А детишки их, мальки, новые ихтиандрики, через подземные ручьи из Люблинского пруда пойдут в Москву-реку, оттуда в Оку, оттуда в Волгу, а оттуда уже в Каспийское море.
Все знают, что Волга впадает в Каспийское море. Так ведь, Господи?
Москва. Май 2014 года.
ПЕТРОВ
Когда Петров мягко посадил свой космический аппарат на небольшой земляничной поляне за леском, уже смеркалось.
– А хорошо-то как… – Петров сладко потянулся. (Он проделал огромный межгалактический путь и потому чувствовал себя немного разбитым.) Петров представил, как вытащит затёкшие ноги из космических галош и погрузит ступни в прохладную вечернюю росу. – Вот и осень.
Будучи по сути гуманоидом, Петров не чурался простых неприхотливых забав и, для бешеной собаки сто вёрст не крюк, совершал изредка подобные вояжи. Хотя и сильно рисковал. Межгалактический надзор за подобную «неразборчивость» и пересортицу карал строго, вплоть до распыла.

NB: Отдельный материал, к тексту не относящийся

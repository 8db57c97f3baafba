use super::codec::{css_rgba, format_number, format_preview_time};
use crate::model::{Position, SubtitleChunk, SubtitleStyle};

/// Build the WebVTT preview track: a global `::cue` style block followed by one cue per chunk.
pub fn build_preview_track(chunks: &[SubtitleChunk], style: &SubtitleStyle) -> String {
    let mut vtt = String::from("WEBVTT\n\n");
    vtt.push_str(&style_block(style));

    let settings = cue_settings(style.position);
    for (index, chunk) in chunks.iter().enumerate() {
        vtt.push_str(&format!(
            "{}\n{} --> {} {}\n{}\n\n",
            index + 1,
            format_preview_time(chunk.start()),
            format_preview_time(chunk.end()),
            settings,
            emphasize_middle_word(&chunk.text)
        ));
    }

    vtt
}

fn style_block(style: &SubtitleStyle) -> String {
    format!(
        "STYLE\n::cue {{\n  font-family: \"{}\", sans-serif;\n  font-size: {}px;\n  font-weight: {};\n  color: {};\n  -webkit-text-stroke: {}px {};\n  paint-order: stroke fill;\n  background-color: transparent;\n}}\n\n",
        style.font_family.replace('"', ""),
        format_number(style.font_size),
        style.font_weight,
        css_rgba(style.color, style.text_opacity),
        format_number(style.stroke_width),
        style.stroke_color.to_css()
    )
}

fn cue_settings(position: Position) -> &'static str {
    match position {
        Position::Top => "line:10% align:center",
        Position::Center => "line:50% align:center",
        Position::Bottom => "line:90% align:center",
    }
}

/// Wrap the middle word (index `len / 2`) of the cue text in `<b>`.
pub fn emphasize_middle_word(text: &str) -> String {
    let words: Vec<String> = text.split_whitespace().map(escape).collect();
    if words.is_empty() {
        return String::new();
    }

    let middle = words.len() / 2;
    words
        .iter()
        .enumerate()
        .map(|(index, word)| {
            if index == middle {
                format!("<b>{}</b>", word)
            } else {
                word.clone()
            }
        })
        .collect::<Vec<_>>()
        .join(" ")
}

fn escape(text: &str) -> String {
    text.replace('&', "&amp;").replace('<', "&lt;").replace('>', "&gt;")
}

Но из космического шума Петров слышал, что землянки сочны, грубы и неожиданны... Это стоило рисков.
В унылом, запрограммированном на семь положенных перерождений мирке Петрова, третьей планетки Гусь у небольшой звезды «розовый карлик», – не забалуешь…
Антонина сидела на краю небольшого обрывчика, свесив фигуристые ножки: ждала. Простое синее, в мелкий горох платье Антонине удивительно шло.
– Со вкусом… – отметил Петров. – Хороша.
– Петров, – это ты, – не оглядываясь вздохнула Антонина. – Ты в настоящую любовь веришь? Ну такую: раз увидел человека, и всё – любовь до гроба, на всю жизнь…
– На какую, – тупил Петров.
– Да на эту, дурачок, – промурлыкала Антонина, – не на загробную же. Где ты, а то я вся горю…
– Я тут, моя земляночка, – сладко зачмокал Петров, подкатывая сзади. – Твой межгалактический разум. Иду на контакт.
– К контакту готова, – откинулась назад Антонина. – Возьми меня, мой инопланетный.
Петров замешкался:
– Куда… – неловко спросил он.
– На свою голубую планету в созвездии Бешенного Альфа Самца…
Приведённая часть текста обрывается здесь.